Proviamo a pensare, solo per un attimo, come sarebbe oggi il mondo, o più semplicemente la nostra cantina, se nel lontano 1668 (anno più, anno meno) a Pierre Perignon non fosse stato affidato, dall’Ordine Benedettino, il compito di responsabile di cantina del monastero di Saint-Pierre d’Hautvillers, e se nei successivi cinquant’anni non avesse diviso le sue giornate tra vigne, torchi, chiostro e altare, al fine di onorare la missione affidata e, per quel tramite, glorificare la propria Fede.
L’incarico di “cellario” fu certo un grande privilegio ma anche una grande sfida per lui che, neanche trentenne, divenne il responsabile, di fatto, della stessa sopravvivenza dell’Abbazia, considerato che guerre e saccheggi avevano ridotto quella e altre abbazie, con mura in abbandono, conti in drammatico rosso e paesaggi desolati.

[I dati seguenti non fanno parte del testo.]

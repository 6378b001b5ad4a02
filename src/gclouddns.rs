// Copyright (c) 2025 Erick Bourgeois, firestoned
// SPDX-License-Identifier: MIT

//! Google Cloud DNS provisioner.
//!
//! Cloud DNS has no official Rust SDK, so this talks to the JSON REST API
//! directly: `GET .../rrsets` to read the zone and `POST .../changes` to
//! apply a change. A Cloud DNS change carries matched `deletions` and
//! `additions` record sets and is applied atomically; the SOA replacement
//! rides in the same change, located by scanning for the SOA rrtype.
//!
//! Cloud DNS record sets have no set identifiers, so the group-flag list is
//! empty and record identity is `(name, class, type)` alone.

use std::sync::Arc;

use anyhow::{anyhow, Context as _, Result};
use async_trait::async_trait;
use gcp_auth::TokenProvider;
use hickory_proto::rr::{DNSClass, RecordType};
use serde::{Deserialize, Serialize};
use std::str::FromStr;
use tokio::sync::OnceCell;
use tracing::{debug, info, warn};

use crate::config::GCloudDnsConfig;
use crate::provisioner::{OwnerFlags, Provisioner};
use crate::zone::{Record, RecordSetKey, Zone};

const API_BASE: &str = "https://dns.googleapis.com/dns/v1";
const SCOPE: &str = "https://www.googleapis.com/auth/ndev.clouddns.readwrite";

/// One Cloud DNS resource record set, as the JSON API renders it.
#[derive(Debug, Clone, Serialize, Deserialize, PartialEq, Eq)]
pub(crate) struct RrSet {
    pub name: String,
    #[serde(rename = "type")]
    pub rrtype: String,
    #[serde(skip_serializing_if = "Option::is_none")]
    pub ttl: Option<i64>,
    #[serde(default)]
    pub rrdatas: Vec<String>,
}

#[derive(Debug, Deserialize)]
#[serde(rename_all = "camelCase")]
struct RrSetPage {
    #[serde(default)]
    rrsets: Vec<RrSet>,
    next_page_token: Option<String>,
}

#[derive(Debug, Default, Serialize)]
pub(crate) struct ChangeBody {
    #[serde(skip_serializing_if = "Vec::is_empty")]
    pub additions: Vec<RrSet>,
    #[serde(skip_serializing_if = "Vec::is_empty")]
    pub deletions: Vec<RrSet>,
}

#[derive(Debug, Deserialize)]
struct ChangeResponse {
    #[serde(default)]
    id: String,
    #[serde(default)]
    status: String,
}

/// A Google Cloud DNS provisioner for one managed zone.
pub struct GCloudDns {
    cfg: GCloudDnsConfig,
    owner_flags: OwnerFlags,
    group_flags: Vec<String>,
    http: reqwest::Client,
    // Application-default credentials, resolved on first use so building
    // the provisioner needs no credentials.
    auth: OnceCell<Arc<dyn TokenProvider>>,
}

impl GCloudDns {
    pub fn new(cfg: GCloudDnsConfig, owner_flags: OwnerFlags) -> Self {
        GCloudDns {
            cfg,
            owner_flags,
            group_flags: Vec::new(),
            http: reqwest::Client::new(),
            auth: OnceCell::new(),
        }
    }

    async fn bearer_token(&self) -> Result<String> {
        let provider = self
            .auth
            .get_or_try_init(gcp_auth::provider)
            .await
            .context("resolving google cloud credentials")?;
        let token = provider
            .token(&[SCOPE])
            .await
            .context("fetching google cloud access token")?;
        Ok(token.as_str().to_string())
    }

    fn zone_url(&self, suffix: &str) -> String {
        format!(
            "{API_BASE}/projects/{}/managedZones/{}{suffix}",
            self.cfg.project, self.cfg.zone_id
        )
    }
}

#[async_trait]
impl Provisioner for GCloudDns {
    async fn remote_zone(&self) -> Result<Zone> {
        let token = self.bearer_token().await?;

        let mut zone = Zone::new();
        let mut page_token: Option<String> = None;
        loop {
            let url = self.zone_url("/rrsets");
            let mut req = self.http.get(&url).bearer_auth(&token);
            if let Some(next) = &page_token {
                req = req.query(&[("pageToken", next)]);
            }

            let page: RrSetPage = req
                .send()
                .await
                .with_context(|| format!("requesting {url}"))?
                .error_for_status()
                .with_context(|| format!("requesting {url}"))?
                .json()
                .await
                .with_context(|| format!("decoding response from {url}"))?;

            for rrset in &page.rrsets {
                match records_from_rrset(rrset) {
                    Ok(records) => zone.extend(Zone::from(records)),
                    Err(e) => warn!(
                        name = %rrset.name,
                        rrtype = %rrset.rrtype,
                        error = %e,
                        "skipping unrepresentable record set"
                    ),
                }
            }

            page_token = page.next_page_token;
            if page_token.is_none() {
                break;
            }
        }

        zone.sort();
        Ok(zone)
    }

    fn group_flags(&self) -> &[String] {
        &self.group_flags
    }

    fn owner_flags(&self) -> &OwnerFlags {
        &self.owner_flags
    }

    async fn update_zone(
        &self,
        wanted: &Zone,
        unwanted: &Zone,
        desired: &Zone,
        remote: &Zone,
    ) -> Result<()> {
        let change = build_change(&self.group_flags, wanted, unwanted, desired, remote)?;
        if change.additions.is_empty() && change.deletions.is_empty() {
            return Ok(());
        }

        let token = self.bearer_token().await?;
        let url = self.zone_url("/changes");
        let resp: ChangeResponse = self
            .http
            .post(&url)
            .bearer_auth(&token)
            .json(&change)
            .send()
            .await
            .with_context(|| format!("posting change to {url}"))?
            .error_for_status()
            .with_context(|| format!("posting change to {url}"))?
            .json()
            .await
            .with_context(|| format!("decoding change response from {url}"))?;

        debug!(id = %resp.id, status = %resp.status, "cloud dns change accepted");
        info!(
            project = %self.cfg.project,
            zone = self.cfg.zone(),
            "applied cloud dns change"
        );
        Ok(())
    }
}

/// Build the matched deletions/additions for an update.
///
/// Every record-set key touched by the change set is deleted as it exists
/// remotely and re-added as the desired zone renders it; the SOA pair in
/// `wanted`/`unwanted` falls back to the wanted records for keys the
/// desired zone does not address.
pub(crate) fn build_change(
    group_flags: &[String],
    wanted: &Zone,
    unwanted: &Zone,
    desired: &Zone,
    remote: &Zone,
) -> Result<ChangeBody> {
    let remote_groups = remote.group(group_flags);
    let desired_groups = desired.group(group_flags);
    let wanted_groups = wanted.group(group_flags);
    let unwanted_groups = unwanted.group(group_flags);

    let mut affected: Vec<&RecordSetKey> = unwanted_groups.keys().collect();
    for key in wanted_groups.keys() {
        if !unwanted_groups.contains_key(key) {
            affected.push(key);
        }
    }
    affected.sort();

    let mut change = ChangeBody::default();
    for key in affected {
        if let Some(current) = remote_groups.get(key) {
            let mut current = current.clone();
            current.sort();
            change
                .deletions
                .push(rrset_from_records(key, &current.dedupe())?);
        }

        let target = desired_groups.get(key).or_else(|| wanted_groups.get(key));
        if let Some(target) = target {
            let mut target = target.clone();
            target.sort();
            change
                .additions
                .push(rrset_from_records(key, &target.dedupe())?);
        }
    }

    Ok(change)
}

/// Convert one Cloud DNS record set into zone records, one per rrdata.
pub(crate) fn records_from_rrset(rrset: &RrSet) -> Result<Vec<Record>> {
    let rrtype = RecordType::from_str(&rrset.rrtype)
        .map_err(|_| anyhow!("unsupported record type {:?}", rrset.rrtype))?;
    let ttl = u32::try_from(rrset.ttl.unwrap_or(0)).unwrap_or(0);

    Ok(rrset
        .rrdatas
        .iter()
        .map(|rrdata| Record::new(rrset.name.clone(), DNSClass::IN, rrtype, ttl, rrdata.clone()))
        .collect())
}

/// Convert one record group back into a Cloud DNS record set.
///
/// CNAME sets carry no TTL.
pub(crate) fn rrset_from_records(key: &RecordSetKey, records: &Zone) -> Result<RrSet> {
    let first = records
        .records()
        .first()
        .ok_or_else(|| anyhow!("empty record set for {key}"))?;

    Ok(RrSet {
        name: key.name.clone(),
        rrtype: key.rrtype.to_string(),
        ttl: (key.rrtype != RecordType::CNAME).then_some(i64::from(first.ttl)),
        rrdatas: records.iter().map(|r| r.rdata.clone()).collect(),
    })
}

E qui iniziò, giorno dopo giorno, la sua opera di indottrinamento dei contadini della Marna, che parlavano la sola lingua allora comprensibile, cioè quella della “quantità”, e che solo per rispetto del suo saio non lo inforcarono quando, con l’energia della Fede, iniziò a predicare di produrre solo pinot noir, anche se il vino che ne doveva nascere era rigorosamente bianco e cristallino, e di ottenere soltanto pochi grappoli da ciascuna pianta.
Pierre non lo sapeva, ma creando uno champagne con il solo uso di uve a bacca nera, stava dando i natali al più illustre e antico Blanc de Noirs del mondo. E sebbene la finalità non fosse quella, già il nome seduce …
Certo i risultati non si fecero attendere molto, ma non deve essere stato facile per il buon Pierre dedicare la vita all’uva, cibandosi soltanto di pane e formaggio, senza mai consolarsi con una coppa di vino.
Ecco credo che dovremmo pensarci, ogni volta che rimiriamo la qualità, la finezza e la persistenza delle bollicine, ne sniffiamo la fragranza e ne gustiamo l’avvolgenza. E poco importa che se non lo avesse fatto lui lo Champagne sarebbe nato lo stesso, presto o tardi. Pierre Perignon è giustamente entrato nella leggenda e noi oggi, a distanza di oltre 300 anni, professiamo un credo incondizionato in quella fede.
Non per equilibrio di genere, ma per affinità, come non rivolgere un grato pensiero ad Hildegard Von Bingen, anche lei Benedettina, che all’inizio del XII secolo, tra le mura dell’Abbazia di St. Rupert, in Germania, studiò le proprietà del luppolo e, se da un lato si rese conto che aveva l’effetto indesiderato di indurre alla calma e perfino alla malinconia (pare che ai bambini iperattivi d’oltralpe venisse somministrato per dare tregua ai genitori), ne dovette però esaltare le proprietà di antisettico, stabilizzante e conservante.
Tant’è che la birra, prima di Hildegard, veniva prodotta senza luppolo. E se oggi la birra è quello che è, e se alcuni stili birrai prediligono un certo grado di gradevole amarezza e di aromaticità, lo dobbiamo ai migliori luppoli in circolazione e alla intuizione di Hildegard che delle sue scoperte mise a parte il mondo nel Libro delle Creature.
Se quindi una serata tra amici, oltre a quattro risate ci regala anche la curiosità di avvertire nel bicchiere (… il boccale lasciamolo alla tradizione bavarese) delicate sfumature di fiori, di erba, di fieno, di menta, di eucalipto, e al palato un prezioso sentore di resina e una schiuma alta due dita che aderisce energicamente al bicchiere, è merito, per prima, di Hildegard che, già scrittrice, poetessa, musicista, filosofa, linguista, si impose anche come naturalista e guaritrice. Non è poco, per quei tempi, e viene realmente da domandarsi cosa sarebbe stato di tutto questo genio se le mura abbaziali non l’avessero protetta dall’oscurantismo medioevale dell’epoca!